T-cells are derived from blood-borne haematopoietic precursors that seed the thymus where they develop within a meshwork of stromal cells built primarily by TECs [41]. TECs secrete, in a FOXN1 dependent manner, several chemokines, CCL25, CCL21, CXCL12, that are required for attracting haematopoietic progenitors to the developing thymus [42]. These progenitors subsequently commit to a T-cell fate with the support of TEC-derived molecules such as the notch ligand DLL4, which is also transcriptionally regulated by FOXN1 [43]. Following an initial round of expansion, developing T-cells are subjected to selection processes, termed “positive” and “negative” selection, which are driven by recognition of MHC–self antigen complexes presented on the surface of TECs [5, 41]. This interaction leads to the selection of a T-cell repertoire that is self-tolerant but able to respond to foreign antigens [5, 41]. The developing T-cells then undergo a final maturation process before exiting to the peripheral circulation as single positive CD4 or CD8 naïve T-cells [5, 41]. FOXN1 is a core transcriptional regulator essential for TEC differentiation, maintenance and function [3, 44, 45]. It is now known to control the expression of hundreds of genes in TECs that support intrathymic T-cell development [3]. In addition to CCL25 [42], CXCL12 [3], and DLL4 [43], FOXN1 positively regulates the expression of a number of genes involved in antigen processing and presentation [3]. Lack of functional FOXN1 in TECs therefore disrupts normal thymic organogenesis and the ability to support T-cell lineage commitment, development and selection [8, 10, 11, 15].

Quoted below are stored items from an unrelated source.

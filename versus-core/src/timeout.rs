//! Timeout Hierarchy
//!
//! Every timeout is derived from one base value so that a slow environment can
//! be accommodated by changing a single knob. Quick mode shrinks all of them
//! uniformly for fast feedback during development.

use crate::config::TimeoutConfig;
use crate::model::Workload;
use std::time::Duration;

/// Operation whose duration is bounded
#[derive(Debug, Clone, Copy, PartialEq, Eq)]
pub enum OperationCategory {
    /// Runner connection handshake
    Connection,
    /// One standard trial
    Execution,
    /// Waiting for a runner context, and each cleanup step
    ResourceWait,
    /// One heavy-workload trial
    HeavyWorkload,
}

/// Resolves the timeout for each operation category
#[derive(Debug, Clone, Copy)]
pub struct TimeoutPolicy {
    config: TimeoutConfig,
}

impl TimeoutPolicy {
    /// Create a policy from validated settings
    pub fn new(config: TimeoutConfig) -> Self {
        Self { config }
    }

    /// Timeout for an operation category
    pub fn timeout_for(&self, category: OperationCategory) -> Duration {
        let m = &self.config.multipliers;
        let multiplier = match category {
            OperationCategory::Connection => m.connection,
            OperationCategory::Execution => m.execution,
            OperationCategory::ResourceWait => m.resource_wait,
            OperationCategory::HeavyWorkload => m.heavy_workload,
        };
        let scale = if self.config.quick_mode {
            self.config.quick_mode_factor
        } else {
            1.0
        };
        self.config.base_timeout.mul_f64(multiplier * scale)
    }

    /// Timeout for one trial of a task with the given workload
    pub fn trial_timeout(&self, workload: Workload) -> Duration {
        match workload {
            Workload::Standard => self.timeout_for(OperationCategory::Execution),
            Workload::Heavy => self.timeout_for(OperationCategory::HeavyWorkload),
        }
    }

    /// Whether quick mode is active
    pub fn is_quick(&self) -> bool {
        self.config.quick_mode
    }
}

In the skin and its appendages FOXN1 is expressed in epithelial cells that have stopped proliferating and are in the process of terminal differentiation [15, 33]. Studies in mouse keratinocytes suggest that FOXN1 controls the expression of protein kinase B and C, molecules that are involved in cell survival, metabolism and cell cycle progression [46, 47]. As a consequence, loss-of-function mutations disrupt the balance between normal growth and differentiation of these cells [15, 1719]. Humans and mice with FOXN1 deficiency have numerically normal hair follicles that give rise to hairs with an abnormal shaft causing them to curl and break off at the level of the skin surface leading to alopecia [9, 48].

The role of FOXN1 in CNS development is not confirmed. Neurodevelopmental defects have not been reported in mouse models and, given that the only two fetuses with neurological abnormalities came from the same family within a closed population [13, 14], it is possible that another genetic aetiology was responsible for their neurological features, however this has not been formally investigated.

Diagnosis

Nude SCID due to FOXN1 deficiency should be suspected in infants presenting with clinical and/or laboratory evidence of immunodeficiency associated with congenital AU and nail dystrophy [1, 2, 23, 25, 26, 49].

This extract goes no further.